▶ _Work instructions_
Go from the first line below to the one with "Ok(Self::new(name, batch))" and print each line exactly.

▶ _Supplied data_

▼

//! Logging and progress reporting
//!
//! Library code logs through the `log` facade; the binaries install
//! `env_logger` and drive the progress bars.

pub mod log;
pub mod progress;

pub use log::{log_dataset_warning, log_table_loaded, log_table_read};
pub use progress::{create_main_progress_bar, create_group_progress_bar, finish_progress_bar};
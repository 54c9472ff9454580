//! A named, string-typed table.
//!
//! Both inputs are carried as a single Arrow `RecordBatch` whose columns are
//! all `Utf8`, so cell values reach the output exactly as they were read.
//! The name (usually the source file name) is attached to every error.

use std::sync::Arc;

use arrow::array::{Array, ArrayRef, StringArray};
use arrow::datatypes::{DataType, Field, Schema, SchemaRef};
use arrow::record_batch::RecordBatch;

use crate::error::{Error, Result};
use crate::schema::require_columns;

/// Record batch plus the name it is reported under
#[derive(Debug, Clone)]
pub struct Table {
    name: String,
    batch: RecordBatch,
}

impl Table {
    /// Wrap a record batch
    pub fn new(name: impl Into<String>, batch: RecordBatch) -> Self {
        Self {
            name: name.into(),
            batch,
        }
    }

    /// Build a table from string columns, `None` cells becoming nulls
    pub fn from_columns<N, C>(name: impl Into<String>, columns: Vec<(N, Vec<Option<C>>)>) -> Result<Self>
    where
        N: Into<String>,
        C: AsRef<str>,
    {
        let mut fields = Vec::with_capacity(columns.len());
        let mut arrays: Vec<ArrayRef> = Vec::with_capacity(columns.len());

        for (column, values) in columns {
            fields.push(Field::new(column.into(), DataType::Utf8, true));
            let cells: Vec<Option<&str>> = values
                .iter()
                .map(|v| v.as_ref().map(|s| s.as_ref()))
                .collect();
            arrays.push(Arc::new(StringArray::from(cells)));
        }

        let batch = RecordBatch::try_new(Arc::new(Schema::new(fields)), arrays)?;
        Ok(Self::new(name, batch))
    }

    /// Name used in error messages
    #[must_use]
    pub fn name(&self) -> &str {
        &self.name
    }

    /// Underlying record batch
    #[must_use]
    pub const fn batch(&self) -> &RecordBatch {
        &self.batch
    }

    /// Schema of the underlying batch
    #[must_use]
    pub fn schema(&self) -> SchemaRef {
        self.batch.schema()
    }

    /// Number of data rows
    #[must_use]
    pub fn num_rows(&self) -> usize {
        self.batch.num_rows()
    }

    /// Whether the table has a column with this name
    #[must_use]
    pub fn has_column(&self, column: &str) -> bool {
        self.batch.schema().index_of(column).is_ok()
    }

    /// Fail with a schema mismatch unless every column is present
    pub fn require_columns<S: AsRef<str>>(&self, columns: &[S]) -> Result<()> {
        require_columns(&self.batch.schema(), &self.name, columns)
    }

    /// Get a column as a string array
    pub fn string_column(&self, column: &str) -> Result<&StringArray> {
        let idx = self
            .batch
            .schema()
            .index_of(column)
            .map_err(|_| Error::missing_column(&self.name, column))?;

        self.batch
            .column(idx)
            .as_any()
            .downcast_ref::<StringArray>()
            .ok_or_else(|| {
                Error::Validation(format!(
                    "Column '{column}' in {} is not a string column",
                    self.name
                ))
            })
    }
}

/// Cell text, with nulls and blank cells both read as missing
#[must_use]
pub fn cell(array: &StringArray, row: usize) -> Option<&str> {
    if array.is_null(row) {
        return None;
    }
    let value = array.value(row).trim();
    (!value.is_empty()).then_some(value)
}

#[cfg(test)]
mod tests {
    use super::*;

    #[test]
    fn test_from_columns_and_cells() {
        let table = Table::from_columns(
            "visits",
            vec![
                ("RID", vec![Some("7"), Some(" 8 ")]),
                ("VISCODE", vec![Some("bl"), None]),
                ("NOTE", vec![Some(""), Some("x")]),
            ],
        )
        .unwrap();

        assert_eq!(table.num_rows(), 2);
        assert!(table.has_column("VISCODE"));
        assert!(!table.has_column("EXAMDATE"));

        let rid = table.string_column("RID").unwrap();
        assert_eq!(cell(rid, 1), Some("8"));

        let code = table.string_column("VISCODE").unwrap();
        assert_eq!(cell(code, 1), None);

        let note = table.string_column("NOTE").unwrap();
        assert_eq!(cell(note, 0), None);
    }

    #[test]
    fn test_missing_column_names_table() {
        let table = Table::from_columns("df_clinical.csv", vec![("RID", vec![Some("1")])]).unwrap();
        let err = table.string_column("EXAMDATE").unwrap_err();
        assert!(matches!(err, Error::MissingColumn { ref table, ref column }
            if table == "df_clinical.csv" && column == "EXAMDATE"));
        assert!(table.require_columns(&["RID", "EXAMDATE"]).is_err());
    }
}
//! Progress bars for the dataset loops in the binaries.

use indicatif::{ProgressBar, ProgressStyle};

/// Default style for a main progress bar
pub const DEFAULT_MAIN_TEMPLATE: &str =
    "{spinner:.green} [{elapsed_precise}] [{wide_bar:.cyan/blue}] {pos}/{len} {msg}";

/// Default style for a nested progress bar
pub const DEFAULT_GROUP_TEMPLATE: &str =
    "{spinner} [{elapsed_precise}] [{bar:40.cyan/blue}] {pos}/{len} ({percent}%) {msg}";

fn styled_bar(length: u64, template: &str, description: Option<&str>) -> ProgressBar {
    let style = ProgressStyle::default_bar()
        .template(template)
        .unwrap_or_else(|_| ProgressStyle::default_bar())
        .progress_chars("#>-");

    let pb = ProgressBar::new(length);
    pb.set_style(style);
    if let Some(desc) = description {
        pb.set_message(desc.to_string());
    }
    pb
}

/// Create a main progress bar with a standardized style
#[must_use]
pub fn create_main_progress_bar(length: u64, description: Option<&str>) -> ProgressBar {
    styled_bar(length, DEFAULT_MAIN_TEMPLATE, description)
}

/// Create a secondary progress bar, e.g. field strengths within a dataset
#[must_use]
pub fn create_group_progress_bar(length: u64, description: Option<&str>) -> ProgressBar {
    styled_bar(length, DEFAULT_GROUP_TEMPLATE, description)
}

/// Finish a progress bar with an optional completion message
pub fn finish_progress_bar(pb: &ProgressBar, message: Option<&str>) {
    match message {
        Some(msg) => pb.finish_with_message(msg.to_string()),
        None => pb.finish(),
    }
}
//! Date parsing for the string-typed input tables.

use chrono::{NaiveDate, NaiveDateTime};

/// Configuration for date format handling
#[derive(Debug, Clone)]
pub struct DateFormatConfig {
    /// List of date format strings to try when parsing dates
    pub date_formats: Vec<String>,
    /// Timestamp formats whose date part is used
    pub datetime_formats: Vec<String>,
    /// Enable heuristic format detection
    pub enable_format_detection: bool,
}

impl Default for DateFormatConfig {
    fn default() -> Self {
        Self {
            date_formats: vec![
                "%Y-%m-%d".to_string(), // ISO format: 2023-01-15
                "%m/%d/%Y".to_string(), // US: 01/15/2023
                "%Y/%m/%d".to_string(), // 2023/01/15
                "%Y%m%d".to_string(),   // Compact: 20230115
                "%d-%b-%Y".to_string(), // 15-Jan-2023
                "%d %b %Y".to_string(), // 15 Jan 2023
            ],
            datetime_formats: vec![
                "%Y-%m-%d %H:%M:%S".to_string(),
                "%Y-%m-%dT%H:%M:%S".to_string(),
                "%Y-%m-%d %H:%M:%S%.f".to_string(),
            ],
            enable_format_detection: true,
        }
    }
}

/// Parse a date string with multiple format attempts
#[must_use]
pub fn parse_date_string(s: &str, config: &DateFormatConfig) -> Option<NaiveDate> {
    let s = s.trim();
    if s.is_empty() {
        return None;
    }

    for format in &config.date_formats {
        if let Ok(date) = NaiveDate::parse_from_str(s, format) {
            return Some(date);
        }
    }

    for format in &config.datetime_formats {
        if let Ok(datetime) = NaiveDateTime::parse_from_str(s, format) {
            return Some(datetime.date());
        }
    }

    if config.enable_format_detection {
        if let Some(detected_format) = detect_date_format(s) {
            if let Ok(date) = NaiveDate::parse_from_str(s, detected_format) {
                return Some(date);
            }
        }
    }

    None
}

/// Try to detect the date format based on string patterns
#[must_use]
pub fn detect_date_format(s: &str) -> Option<&'static str> {
    if s.contains('/') {
        let parts: Vec<&str> = s.split('/').collect();
        if parts.len() == 3 && parts[2].len() == 4 {
            // Day-first only when the first part cannot be a month
            return match parts[0].parse::<u8>() {
                Ok(first) if first > 12 => Some("%d/%m/%Y"),
                Ok(_) => Some("%m/%d/%Y"),
                Err(_) => None,
            };
        }
    }

    if s.contains('.') {
        let parts: Vec<&str> = s.split('.').collect();
        if parts.len() == 3 && parts[2].len() == 4 {
            return Some("%d.%m.%Y");
        }
    }

    None
}

/// Absolute distance between two dates in days
#[must_use]
pub fn days_between(a: NaiveDate, b: NaiveDate) -> i64 {
    (a - b).num_days().abs()
}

▲

▶ _Result below_
//! Logging and progress reporting
//!
//! Library code logs through the `log` facade; the binaries install
//! `env_logger` and drive the progress bars.

pub mod log;
pub mod progress;

pub use log::{log_dataset_warning, log_table_loaded, log_table_read};
pub use progress::{create_main_progress_bar, create_group_progress_bar, finish_progress_bar};
repository 54c9472ff9454580
//! A named, string-typed table.
//!
//! Both inputs are carried as a single Arrow `RecordBatch` whose columns are
//! all `Utf8`, so cell values reach the output exactly as they were read.
//! The name (usually the source file name) is attached to every error.

use std::sync::Arc;

use arrow::array::{Array, ArrayRef, StringArray};
use arrow::datatypes::{DataType, Field, Schema, SchemaRef};
use arrow::record_batch::RecordBatch;

use crate::error::{Error, Result};
use crate::schema::require_columns;

/// Record batch plus the name it is reported under
#[derive(Debug, Clone)]
pub struct Table {
    name: String,
    batch: RecordBatch,
}

impl Table {
    /// Wrap a record batch
    pub fn new(name: impl Into<String>, batch: RecordBatch) -> Self {
        Self {
            name: name.into(),
            batch,
        }
    }

    /// Build a table from string columns, `None` cells becoming nulls
    pub fn from_columns<N, C>(name: impl Into<String>, columns: Vec<(N, Vec<Option<C>>)>) -> Result<Self>
    where
        N: Into<String>,
        C: AsRef<str>,
    {
        let mut fields = Vec::with_capacity(columns.len());
        let mut arrays: Vec<ArrayRef> = Vec::with_capacity(columns.len());

        for (column, values) in columns {
            fields.push(Field::new(column.into(), DataType::Utf8, true));
            let cells: Vec<Option<&str>> = values
                .iter()
                .map(|v| v.as_ref().map(|s| s.as_ref()))
                .collect();
            arrays.push(Arc::new(StringArray::from(cells)));
        }

        let batch = RecordBatch::try_new(Arc::new(Schema::new(fields)), arrays)?;
        Ok(Self::new(name, batch))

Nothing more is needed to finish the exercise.